[Data excerpts]
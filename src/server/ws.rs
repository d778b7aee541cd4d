use crate::config::presets;
use crate::server::session::{Command, Session, SessionState};
use axum::extract::ws::{Message, WebSocket, WebSocketUpgrade};
use axum::response::Response;
use serde_json::Value;
use std::time::Duration;

const KEEPALIVE_INTERVAL: Duration = Duration::from_secs(30);

pub async fn upgrade(ws: WebSocketUpgrade) -> Response {
    ws.on_upgrade(handle_socket)
}

/// One session's cooperative task pair, collapsed into a single `select!`
/// loop: the `recv()` branch is the receiver, the pending compute handle
/// is the worker. Either side ending the loop ends the session, matching
/// the join semantics of two separate tasks without needing to split the
/// socket into independent read/write halves.
async fn handle_socket(mut socket: WebSocket) {
    let mut session = Session::new();
    let mut compute: Option<tokio::task::JoinHandle<Result<Value, String>>> = None;
    let mut keepalive = tokio::time::interval(KEEPALIVE_INTERVAL);
    keepalive.reset();

    loop {
        tokio::select! {
            incoming = socket.recv() => {
                match incoming {
                    None | Some(Err(_)) => {
                        session.on_peer_disconnected();
                        break;
                    }
                    Some(Ok(Message::Close(_))) => {
                        session.on_peer_disconnected();
                        break;
                    }
                    Some(Ok(Message::Text(text))) => {
                        handle_text_command(&text, &mut session, &mut compute);
                    }
                    Some(Ok(_)) => {}
                }
            }
            result = poll_compute(&mut compute), if compute.is_some() => {
                compute = None;
                session.on_compute_finished();
                let body = match result {
                    Ok(value) => value,
                    Err(message) => serde_json::json!({"error": message}),
                };
                if socket.send(Message::Text(body.to_string())).await.is_err() {
                    session.on_peer_disconnected();
                    break;
                }
            }
            _ = keepalive.tick(), if session.state() == SessionState::Idle => {
                if socket.send(Message::Ping(Vec::new())).await.is_err() {
                    session.on_peer_disconnected();
                    break;
                }
            }
        }

        if session.state() == SessionState::Closed {
            break;
        }
    }
}

fn handle_text_command(
    text: &str,
    session: &mut Session,
    compute: &mut Option<tokio::task::JoinHandle<Result<Value, String>>>,
) {
    match Command::parse(text) {
        Ok(Command::Configure(payload)) => {
            session.on_command(&Command::Configure(payload.clone()));
            *compute = Some(tokio::task::spawn_blocking(move || run_compute(payload)));
        }
        Ok(cmd) => session.on_command(&cmd),
        Err(e) => tracing::warn!(error = %e, "discarding malformed websocket message"),
    }
}

async fn poll_compute(
    compute: &mut Option<tokio::task::JoinHandle<Result<Value, String>>>,
) -> Result<Value, String> {
    match compute.as_mut().expect("guarded by select's `if compute.is_some()`").await {
        Ok(result) => result,
        Err(join_err) => Err(join_err.to_string()),
    }
}

fn run_compute(payload: Value) -> Result<Value, String> {
    let mut config = presets::load_defaults().map_err(|e| e.to_string())?;
    config.merge(&payload).map_err(|e| e.to_string())?;
    let (dataset, metrics) = crate::simulate::run(&config).map_err(|e| e.to_string())?;
    Ok(serde_json::json!({"dataset": dataset, "metrics": metrics}))
}
use crate::config::presets as preset_store;
use crate::simulate;
use axum::extract::Path;
use axum::http::StatusCode;
use axum::Json;
use serde_json::{json, Value};

pub async fn healthz() -> Json<Value> {
    Json(json!({"status": "ok"}))
}

pub async fn defaults() -> Json<Value> {
    match preset_store::load_defaults() {
        Ok(cfg) => Json(cfg.to_defaults_json()),
        Err(e) => Json(json!({"error": e.to_string()})),
    }
}

pub async fn presets() -> Json<Value> {
    match preset_store::list_presets() {
        Ok(list) => Json(json!({"presets": list})),
        Err(e) => Json(json!({"error": e.to_string()})),
    }
}

pub async fn preset_file(Path(filename): Path<String>) -> Json<Value> {
    match preset_store::read_preset(&filename) {
        Ok(cfg) => Json(cfg.to_defaults_json()),
        Err(e) => Json(json!({"error": e.to_string()})),
    }
}

pub async fn compute(Json(payload): Json<Value>) -> (StatusCode, Json<Value>) {
    let result = tokio::task::spawn_blocking(move || run_compute(payload)).await;

    match result {
        Ok(Ok(value)) => (StatusCode::OK, Json(value)),
        Ok(Err(message)) => (StatusCode::OK, Json(json!({"error": message}))),
        Err(join_err) => (
            StatusCode::INTERNAL_SERVER_ERROR,
            Json(json!({"error": join_err.to_string()})),
        ),
    }
}

fn run_compute(payload: Value) -> Result<Value, String> {
    let mut config = preset_store::load_defaults().map_err(|e| e.to_string())?;
    config.merge(&payload).map_err(|e| e.to_string())?;
    let (dataset, metrics) = simulate::run(&config).map_err(|e| e.to_string())?;
    Ok(json!({"dataset": dataset, "metrics": metrics}))
}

» WHAT YOU NEED TO DO
Only lines containing "send" belong in the answer; copy every such line from the records.

» PROBLEM SOLUTION
                if socket.send(Message::Text(body.to_string())).await.is_err() {
                if socket.send(Message::Ping(Vec::new())).await.is_err() {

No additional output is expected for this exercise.